Stretch-induced electromyographic activity and torque in spastic elbow muscles. Differential modulation of reflex activity in passive and active motor tasks.

Stretch-evoked electromyographic (EMG) activity and torque signals have been studied in elbow joint muscles of both sides of patients with spastic hemiparesis and healthy subjects. In order to reveal differences in the generation of muscle tone between clinical assessment and functional movement, stretches of different velocities and amplitudes were applied during passive and quasi-functional active motor tasks. In spastic patients the strength and duration of the EMG responses following stretching of flexor and extensor muscles during both passive and active tasks were dependent on the stretch velocity and duration, respectively. This effect was seen on both the spastic and unaffected side. Under passive conditions EMG activity after stretching was negligible in the limb muscles of healthy subjects, of small amplitude in unaffected limbs of the patients, but was strong in affected muscles. Under active conditions, the amplitude of the early (M1) component of the EMG signal was larger, while the later components (M2 and M3) were smaller. These differences were due more to a change in reflex gain than to a change in reflex threshold when the stretch velocity signal was the basis for calculation. It is suggested that in spastic paresis, modulation of stretch-induced EMG activity in the spastic limb becomes restricted to a smaller range with a poor ability to switch off under passive conditions.
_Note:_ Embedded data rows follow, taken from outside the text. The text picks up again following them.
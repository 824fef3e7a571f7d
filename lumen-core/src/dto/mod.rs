//! Data Transfer Objects for the testing service API
//!
//! Request bodies sent by the agent and the response adapters that
//! normalize what the service sends back.

pub mod envelope;
pub mod job;
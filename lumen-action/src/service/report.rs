//! Report publishing
//!
//! The comment is best effort. Neither a rendering problem nor a rejected
//! write is allowed to change the outcome of the run.

use lumen_core::domain::job::FinalStatus;
use lumen_core::domain::result::JobResult;
use lumen_core::report::{RenderContext, render_comment};
use tracing::{info, warn};

use crate::repository::CommentRepository;

/// Renders the report and posts it on pull request `number`
///
/// # Returns
/// `true` when the comment was posted
pub async fn publish_comment(
    comments: &dyn CommentRepository,
    number: u64,
    status: &FinalStatus,
    result: &JobResult,
    ctx: &RenderContext,
) -> bool {
    let body = match render_comment(status, result, ctx) {
        Ok(body) => body,
        Err(e) => {
            warn!("Failed to render report comment: {}", e);
            return false;
        }
    };

    match comments.post_comment(number, &body).await {
        Ok(()) => {
            info!("Posted results to pull request #{}", number);
            true
        }
        Err(e) => {
            warn!("Failed to post results to pull request #{}: {:#}", number, e);
            false
        }
    }
}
Furthermore, the reflex EMG activity suffers a reduced facilitation under active conditions. In comparison with unaffected limbs the stretch-evoked torque on the affected side was increased under passive conditions (due to the extra EMG activity) and decreased under active conditions (due to a reduced EMG activity). An increased torque to EMG ratio was found in spastic flexor and extensor muscles during active tasks. This is thought to be due to changes in mechanical muscle fibre properties suffered as a consequence of defective muscle activation following cerebral lesions. The consequences for clinical assessment of muscle tone and therapy of spastic movement disorder are discussed.